Following genotyping, 430 SAB cases and 200 AA controls remained. Several QC filters were applied to the genotyped data: sample and SNP genotyping success rates (95%) (removal of 8 cases, 0 controls and 250 956 markers), Hardy–Weinberg equilibrium (P<0.001) (removal of 7900 markers), gender discrepancies (removal of 11 cases and 13 controls) and identity-by-descent analysis (relatedness estimate 0.10) (removal of 17 cases and 8 controls). Duplicate SNPs were also excluded (24 026 removed) as well as SNPs on chromosomes coded 0 (8422 removed), SNPs on chromosome 26 (265 removed) and SNPs on non-zero chromosomes with base-pair location 0 (17 removed). A total of 390 AA SAB cases, 175 AA controls and 229 860 SNPs remained for statistical analysis after QC filtering.

Descriptive statistics

Selected baseline characteristics of the SAB cases and AA controls are summarized with frequencies (percentages). Comparisons between SAB cases and AA controls were made using Pearson’s chi-square test when cell frequencies were sufficient; otherwise Fisher’s exact test was used.
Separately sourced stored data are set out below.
//! Linear sequences of voxel positions.

use crate::pos::{Pos, ZERO_POS};
use crate::slice::Slice;
use serde::{Deserialize, Serialize};
use std::fmt;

/// Errors from constructing or subselecting a [`PositionSequence`].
#[derive(Debug, Clone, PartialEq, Eq, thiserror::Error)]
pub enum SequenceError {
    /// The sequence endpoints do not space evenly into `count` positions.
    #[error("{start:?} => {stop:?} does not divide cleanly into {count} positions")]
    UncleanStep {
        /// First position.
        start: Pos,
        /// Last position.
        stop: Pos,
        /// Requested position count.
        count: u32,
    },

    /// A sequence must contain at least one position.
    #[error("position sequences may not be empty")]
    Empty,

    /// A slice referenced an index outside the sequence.
    #[error("slice index {index} out of range for sequence of length {len}")]
    IndexOutOfRange {
        /// The offending index.
        index: i32,
        /// The sequence length.
        len: usize,
    },
}

/// A linear run of positions: `start` (inclusive) to `stop` (inclusive),
/// evenly spaced into `count` positions.
///
/// Construction validates that the endpoints divide cleanly and that each
/// axis either stays constant or steps in lockstep with the longest axis.
#[derive(Clone, Copy, PartialEq, Eq, Hash, Serialize, Deserialize)]
pub struct PositionSequence {
    start: Pos,
    stop: Pos,
    count: u32,
    step: Pos,
}

impl PositionSequence {
    /// Creates a sequence, validating the spacing invariants.
    pub fn new(start: Pos, stop: Pos, count: u32) -> Result<Self, SequenceError> {
        if count == 0 {
            return Err(SequenceError::Empty);
        }

        let unclean = || SequenceError::UncleanStep { start, stop, count };

        let step = if count == 1 {
            // A single-position sequence has no stride; the endpoints must agree.
            if start != stop {
                return Err(unclean());
            }
            ZERO_POS
        } else {
            (stop - start)
                .div_exact(Pos::new(
                    count as i32 - 1,
                    count as i32 - 1,
                    count as i32 - 1,
                ))
                .ok_or_else(unclean)?
        };

        let axis_step_counts = (stop - start).div_exact(step).ok_or_else(unclean)?;
        let max_axis_steps = axis_step_counts
            .abs()
            .x
            .max(axis_step_counts.abs().y)
            .max(axis_step_counts.abs().z);
        let each_axis_ok = [axis_step_counts.x, axis_step_counts.y, axis_step_counts.z]
            .into_iter()
            .all(|steps| steps == 0 || steps == max_axis_steps);
        if !each_axis_ok {
            return Err(unclean());
        }

        Ok(Self {
            start,
            stop,
            count,
            step,
        })
    }

    /// First position.
    pub fn start(&self) -> Pos {
        self.start
    }

    /// Last position.
    pub fn stop(&self) -> Pos {
        self.stop
    }

    /// The per-index stride. Zero for single-position sequences.
    pub fn step(&self) -> Pos {
        self.step
    }

    /// Number of positions.
    pub fn len(&self) -> usize {
        self.count as usize
    }

    /// Always false; sequences are nonempty by construction.
    pub fn is_empty(&self) -> bool {
        false
    }

    /// The position at the given index.
    pub fn index(&self, index: usize) -> Pos {
        debug_assert!(index < self.len());
        self.start + self.step * index as i32
    }

    /// Iterates the positions in order.
    pub fn iter(&self) -> impl Iterator<Item = Pos> + '_ {
        (0..self.len()).map(|index| self.index(index))
    }

    /// Rotates the whole sequence about the Y axis.
    pub fn y_rotated(&self, quarter_turns: i32) -> Self {
        Self {
            start: self.start.y_rotated(quarter_turns),
            stop: self.stop.y_rotated(quarter_turns),
            count: self.count,
            step: self.step.y_rotated(quarter_turns),
        }
    }

    /// Translates the whole sequence.
    pub fn shifted(&self, offset: Pos) -> Self {
        Self {
            start: self.start + offset,
            stop: self.stop + offset,
            count: self.count,
            step: self.step,
        }
    }

    /// Subselects positions by slice index.
    pub fn sliced(&self, slice: Slice) -> Result<Self, SequenceError> {
        let indices: Vec<i32> = slice.indices().collect();
        let (&first, &last) = match (indices.first(), indices.last()) {
            (Some(first), Some(last)) => (first, last),
            _ => return Err(SequenceError::Empty),
        };

        for &index in [first, last].iter() {
            if index < 0 || index as usize >= self.len() {
                return Err(SequenceError::IndexOutOfRange {
                    index,
                    len: self.len(),
                });
            }
        }

        Self::new(
            self.index(first as usize),
            self.index(last as usize),
            indices.len() as u32,
        )
    }
}

impl fmt::Debug for PositionSequence {
    fn fmt(&self, f: &mut fmt::Formatter<'_>) -> fmt::Result {
        write!(
            f,
            "PositionSequence({:?}, {:?}, count={})",
            self.start, self.stop, self.count
        )
    }
}

#[cfg(test)]
mod tests {
    use super::*;

    #[test]
    fn evenly_spaced_positions() {
        let seq = PositionSequence::new(Pos::new(0, 0, 0), Pos::new(2, 2, 0), 3).unwrap();
        assert_eq!(
            seq.iter().collect::<Vec<_>>(),
            [Pos::new(0, 0, 0), Pos::new(1, 1, 0), Pos::new(2, 2, 0)]
        );
        assert_eq!(seq.step(), Pos::new(1, 1, 0));
    }

    #[test]
    fn descending_positions() {
        let seq =
            PositionSequence::new(Pos::new(-1, -1, 1), Pos::new(-5, -5, -3), 3).unwrap();
        assert_eq!(
            seq.iter().collect::<Vec<_>>(),
            [Pos::new(-1, -1, 1), Pos::new(-3, -3, -1), Pos::new(-5, -5, -3)]
        );
    }

    #[test]
    fn single_position() {
        let seq = PositionSequence::new(Pos::new(1, 0, 0), Pos::new(1, 0, 0), 1).unwrap();
        assert_eq!(seq.step(), ZERO_POS);
        assert_eq!(seq.iter().collect::<Vec<_>>(), [Pos::new(1, 0, 0)]);
    }

    #[test]
    fn unclean_spacing_rejected() {
        let err = PositionSequence::new(Pos::new(0, 0, 0), Pos::new(3, 2, 1), 3);
        assert!(matches!(err, Err(SequenceError::UncleanStep { .. })));
    }

    #[test]
    fn zero_count_rejected() {
        let err = PositionSequence::new(ZERO_POS, ZERO_POS, 0);
        assert_eq!(err, Err(SequenceError::Empty));
    }

    #[test]
    fn rotation() {
        let seq = PositionSequence::new(Pos::new(1, 2, 3), Pos::new(2, 3, 4), 2).unwrap();
        let rotated = seq.y_rotated(1);
        assert_eq!(
            rotated.iter().collect::<Vec<_>>(),
            [Pos::new(3, 2, -1), Pos::new(4, 3, -2)]
        );
    }

    #[test]
    fn shifting() {
        let seq = PositionSequence::new(Pos::new(0, 0, 0), Pos::new(0, 0, 3), 4).unwrap();
        let shifted = seq.shifted(Pos::new(1, 1, 1));
        assert_eq!(shifted.start(), Pos::new(1, 1, 1));
        assert_eq!(shifted.stop(), Pos::new(1, 1, 4));
        assert_eq!(shifted.step(), seq.step());
    }

    #[test]
    fn slicing_contiguous() {
        let seq = PositionSequence::new(Pos::new(0, 0, 0), Pos::new(7, 0, 0), 8).unwrap();
        let sub = seq.sliced(Slice::new(2, 6, 1)).unwrap();
        assert_eq!(sub.start(), Pos::new(2, 0, 0));
        assert_eq!(sub.stop(), Pos::new(5, 0, 0));
        assert_eq!(sub.len(), 4);
    }

    #[test]
    fn slicing_strided() {
        let seq = PositionSequence::new(Pos::new(0, 0, 0), Pos::new(7, 0, 0), 8).unwrap();
        let sub = seq.sliced(Slice::new(0, 8, 2)).unwrap();
        assert_eq!(sub.len(), 4);
        assert_eq!(sub.step(), Pos::new(2, 0, 0));
    }

    #[test]
    fn slicing_out_of_range() {
        let seq = PositionSequence::new(Pos::new(0, 0, 0), Pos::new(3, 0, 0), 4).unwrap();
        assert!(matches!(
            seq.sliced(Slice::new(0, 6, 1)),
            Err(SequenceError::IndexOutOfRange { .. })
        ));
    }
}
Inference of local ancestry using LAMP-LD

Local ancestry is defined as the genetic ancestry of an individual at a particular chromosomal location, where an individual can have 0, 1 or 2 copies of an allele derived from each ancestral population.33 Several approaches have been proposed for local ancestry estimation in two-way admixtures, with methods that explicitly model the linkage disequilibrium (LD) structure within the ancestral populations showing the highest accuracy in AAs.34, 35, 36, 37, 38 In this analysis, we use LAMP-LD,39 a window-based algorithm combined with a hierarchical Hidden Markov Model to represent haplotypes in the ancestral population. Phased CEU and YRI haplotypes from the HapMap Phase 3 project40 were used as reference panels. A total of 229 860 SNPs were analyzed.

Association statistics

The MIXSCORE software41 was used to evaluate two association statistics on the filtered admixed data. First, a case-only ADM41 was computed to test the hypothesis that the proportion of European ancestry at the candidate locus differs from the genome-wide proportion (local admixture enrichment). Second, because the causal SNP may have different allele frequencies in ancestral populations, a mixed χ2(1df) score (MIX)35 was also calculated to jointly evaluate both differences in SNP allele frequencies in cases vs controls and differential admixture; the P-value cutoff for this statistic was 5.00e-08.

Adjustment for multiple testing

As regions of the genome can span multiple loci, resulting in highly correlated tests, a standard Bonferroni correction is conservative. Therefore, we calculated multiplicity adjusted P-values using the permutation-based step-down maxT algorithm of Westfall and Young.42 Complete details of the method and its implementation relative to this study are given in Supplementary Materials.